INFORMATION GIVEN Block Start
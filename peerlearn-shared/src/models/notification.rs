/// In-app notifications
///
/// Rows are created through [`crate::notify`], which also pushes the new
/// notification to the recipient's realtime stream.

use chrono::{DateTime, Utc};
use serde::{Deserialize, Serialize};
use sqlx::{PgExecutor, PgPool};
use uuid::Uuid;

/// Notification kinds emitted by the platform
#[derive(Debug, Clone, Copy, PartialEq, Eq, Serialize, Deserialize)]
#[serde(rename_all = "snake_case")]
pub enum NotificationKind {
    Message,
    Enrollment,
    SessionCancelled,
    SessionReminder,
    SubjectReviewed,
    SubjectPost,
    ApplicationReviewed,
    WithdrawalUpdated,
    QuizPassed,
}

impl NotificationKind {
    pub fn as_str(&self) -> &'static str {
        match self {
            NotificationKind::Message => "message",
            NotificationKind::Enrollment => "enrollment",
            NotificationKind::SessionCancelled => "session_cancelled",
            NotificationKind::SessionReminder => "session_reminder",
            NotificationKind::SubjectReviewed => "subject_reviewed",
            NotificationKind::SubjectPost => "subject_post",
            NotificationKind::ApplicationReviewed => "application_reviewed",
            NotificationKind::WithdrawalUpdated => "withdrawal_updated",
            NotificationKind::QuizPassed => "quiz_passed",
        }
    }
}

#[derive(Debug, Clone, Serialize, Deserialize, sqlx::FromRow)]
pub struct Notification {
    pub id: Uuid,
    pub user_id: Uuid,
    /// One of [`NotificationKind`], stored as text
    pub kind: String,
    pub title: String,
    pub body: Option<String>,
    pub link: Option<String>,
    pub is_read: bool,
    pub created_at: DateTime<Utc>,
}

#[derive(Debug, Clone)]
pub struct CreateNotification {
    pub user_id: Uuid,
    pub kind: NotificationKind,
    pub title: String,
    pub body: Option<String>,
    pub link: Option<String>,
}

impl CreateNotification {
    pub fn new(user_id: Uuid, kind: NotificationKind, title: impl Into<String>) -> Self {
        Self {
            user_id,
            kind,
            title: title.into(),
            body: None,
            link: None,
        }
    }

    pub fn with_body(mut self, body: impl Into<String>) -> Self {
        self.body = Some(body.into());
        self
    }

    pub fn with_link(mut self, link: impl Into<String>) -> Self {
        self.link = Some(link.into());
        self
    }
}

const NOTIFICATION_COLUMNS: &str = "id, user_id, kind, title, body, link, is_read, created_at";

impl Notification {
    pub async fn insert(
        executor: impl PgExecutor<'_>,
        data: CreateNotification,
    ) -> Result<Self, sqlx::Error> {
        let sql = format!(
            "INSERT INTO notifications (user_id, kind, title, body, link) \
             VALUES ($1, $2, $3, $4, $5) RETURNING {}",
            NOTIFICATION_COLUMNS
        );

        sqlx::query_as::<_, Notification>(&sql)
            .bind(data.user_id)
            .bind(data.kind.as_str())
            .bind(data.title)
            .bind(data.body)
            .bind(data.link)
            .fetch_one(executor)
            .await
    }

    /// Newest first
    pub async fn list(
        pool: &PgPool,
        user_id: Uuid,
        unread_only: bool,
        limit: i64,
        offset: i64,
    ) -> Result<Vec<Self>, sqlx::Error> {
        let sql = format!(
            "SELECT {} FROM notifications WHERE user_id = $1 AND (NOT $2 OR NOT is_read) \
             ORDER BY created_at DESC LIMIT $3 OFFSET $4",
            NOTIFICATION_COLUMNS
        );

        sqlx::query_as::<_, Notification>(&sql)
            .bind(user_id)
            .bind(unread_only)
            .bind(limit)
            .bind(offset)
            .fetch_all(pool)
            .await
    }

    pub async fn unread_count(pool: &PgPool, user_id: Uuid) -> Result<i64, sqlx::Error> {
        sqlx::query_scalar::<_, i64>(
            "SELECT COUNT(*) FROM notifications WHERE user_id = $1 AND NOT is_read",
        )
        .bind(user_id)
        .fetch_one(pool)
        .await
    }

    /// Marks one notification read; false when it is not the user's
    pub async fn mark_read(pool: &PgPool, id: Uuid, user_id: Uuid) -> Result<bool, sqlx::Error> {
        let result =
            sqlx::query("UPDATE notifications SET is_read = TRUE WHERE id = $1 AND user_id = $2")
                .bind(id)
                .bind(user_id)
                .execute(pool)
                .await?;

        Ok(result.rows_affected() > 0)
    }

    pub async fn mark_all_read(pool: &PgPool, user_id: Uuid) -> Result<u64, sqlx::Error> {
        let result = sqlx::query(
            "UPDATE notifications SET is_read = TRUE WHERE user_id = $1 AND NOT is_read",
        )
        .bind(user_id)
        .execute(pool)
        .await?;

        Ok(result.rows_affected())
    }
}

#[cfg(test)]
mod tests {
    use super::*;

    #[test]
    fn test_kind_strings_match_serde() {
        for kind in [
            NotificationKind::Message,
            NotificationKind::SessionCancelled,
            NotificationKind::WithdrawalUpdated,
        ] {
            let json = serde_json::to_string(&kind).unwrap();
            assert_eq!(json, format!("\"{}\"", kind.as_str()));
        }
    }

    #[test]
    fn test_builder() {
        let user = Uuid::new_v4();
        let n = CreateNotification::new(user, NotificationKind::Enrollment, "New student")
            .with_body("Ada joined")
            .with_link("/sessions/1");
        assert_eq!(n.user_id, user);
        assert_eq!(n.body.as_deref(), Some("Ada joined"));
        assert_eq!(n.link.as_deref(), Some("/sessions/1"));
    }
}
INFORMATION GIVEN Block End
Your answer must be an exact copy of every record.

ANSWER FOR THIS EXERCISE:
filename peerlearn-shared/src/models/notification.rs
/// In-app notifications
///
/// Rows are created through [`crate::notify`], which also pushes the new
/// notification to the recipient's realtime stream.

use chrono::{DateTime, Utc};
use serde::{Deserialize, Serialize};
use sqlx::{PgExecutor, PgPool};
use uuid::Uuid;

/// Notification kinds emitted by the platform
#[derive(Debug, Clone, Copy, PartialEq, Eq, Serialize, Deserialize)]
#[serde(rename_all = "snake_case")]
pub enum NotificationKind {
    Message,
    Enrollment,
    SessionCancelled,
    SessionReminder,
    SubjectReviewed,
    SubjectPost,
    ApplicationReviewed,
    WithdrawalUpdated,
    QuizPassed,
}

impl NotificationKind {
    pub fn as_str(&self) -> &'static str {
        match self {
            NotificationKind::Message => "message",
            NotificationKind::Enrollment => "enrollment",
            NotificationKind::SessionCancelled => "session_cancelled",
            NotificationKind::SessionReminder => "session_reminder",
            NotificationKind::SubjectReviewed => "subject_reviewed",
            NotificationKind::SubjectPost => "subject_post",
            NotificationKind::ApplicationReviewed => "application_reviewed",
            NotificationKind::WithdrawalUpdated => "withdrawal_updated",
            NotificationKind::QuizPassed => "quiz_passed",
        }
    }
}

#[derive(Debug, Clone, Serialize, Deserialize, sqlx::FromRow)]
pub struct Notification {
    pub id: Uuid,
    pub user_id: Uuid,
    /// One of [`NotificationKind`], stored as text
    pub kind: String,
    pub title: String,
    pub body: Option<String>,
    pub link: Option<String>,
    pub is_read: bool,
    pub created_at: DateTime<Utc>,
}

#[derive(Debug, Clone)]
pub struct CreateNotification {
    pub user_id: Uuid,
    pub kind: NotificationKind,
    pub title: String,
    pub body: Option<String>,
    pub link: Option<String>,
}

impl CreateNotification {
    pub fn new(user_id: Uuid, kind: NotificationKind, title: impl Into<String>) -> Self {
        Self {
            user_id,
            kind,
            title: title.into(),
            body: None,
            link: None,
        }
    }

    pub fn with_body(mut self, body: impl Into<String>) -> Self {
        self.body = Some(body.into());
        self
    }

    pub fn with_link(mut self, link: impl Into<String>) -> Self {
        self.link = Some(link.into());
        self
    }
}

const NOTIFICATION_COLUMNS: &str = "id, user_id, kind, title, body, link, is_read, created_at";

impl Notification {
    pub async fn insert(
        executor: impl PgExecutor<'_>,
        data: CreateNotification,
    ) -> Result<Self, sqlx::Error> {
        let sql = format!(
            "INSERT INTO notifications (user_id, kind, title, body, link) \
             VALUES ($1, $2, $3, $4, $5) RETURNING {}",
            NOTIFICATION_COLUMNS
        );

        sqlx::query_as::<_, Notification>(&sql)
            .bind(data.user_id)
            .bind(data.kind.as_str())
            .bind(data.title)
            .bind(data.body)
            .bind(data.link)
            .fetch_one(executor)
            .await
    }

    /// Newest first
    pub async fn list(
        pool: &PgPool,
        user_id: Uuid,
        unread_only: bool,
        limit: i64,
        offset: i64,
    ) -> Result<Vec<Self>, sqlx::Error> {
        let sql = format!(
            "SELECT {} FROM notifications WHERE user_id = $1 AND (NOT $2 OR NOT is_read) \
             ORDER BY created_at DESC LIMIT $3 OFFSET $4",
            NOTIFICATION_COLUMNS
        );

        sqlx::query_as::<_, Notification>(&sql)
            .bind(user_id)
            .bind(unread_only)
            .bind(limit)
            .bind(offset)
            .fetch_all(pool)
            .await
    }

    pub async fn unread_count(pool: &PgPool, user_id: Uuid) -> Result<i64, sqlx::Error> {
        sqlx::query_scalar::<_, i64>(
            "SELECT COUNT(*) FROM notifications WHERE user_id = $1 AND NOT is_read",
        )
        .bind(user_id)
        .fetch_one(pool)
        .await
    }

    /// Marks one notification read; false when it is not the user's
    pub async fn mark_read(pool: &PgPool, id: Uuid, user_id: Uuid) -> Result<bool, sqlx::Error> {
        let result =
            sqlx::query("UPDATE notifications SET is_read = TRUE WHERE id = $1 AND user_id = $2")
                .bind(id)
                .bind(user_id)
                .execute(pool)
                .await?;

        Ok(result.rows_affected() > 0)
    }

    pub async fn mark_all_read(pool: &PgPool, user_id: Uuid) -> Result<u64, sqlx::Error> {
        let result = sqlx::query(
            "UPDATE notifications SET is_read = TRUE WHERE user_id = $1 AND NOT is_read",
        )
        .bind(user_id)
        .execute(pool)
        .await?;

        Ok(result.rows_affected())
    }
}

#[cfg(test)]
mod tests {
    use super::*;

    #[test]
    fn test_kind_strings_match_serde() {
        for kind in [
            NotificationKind::Message,
            NotificationKind::SessionCancelled,
            NotificationKind::WithdrawalUpdated,
        ] {
            let json = serde_json::to_string(&kind).unwrap();
            assert_eq!(json, format!("\"{}\"", kind.as_str()));
        }
    }

    #[test]
    fn test_builder() {
        let user = Uuid::new_v4();
        let n = CreateNotification::new(user, NotificationKind::Enrollment, "New student")
            .with_body("Ada joined")
            .with_link("/sessions/1");
        assert_eq!(n.user_id, user);
        assert_eq!(n.body.as_deref(), Some("Ada joined"));
        assert_eq!(n.link.as_deref(), Some("/sessions/1"));
    }
}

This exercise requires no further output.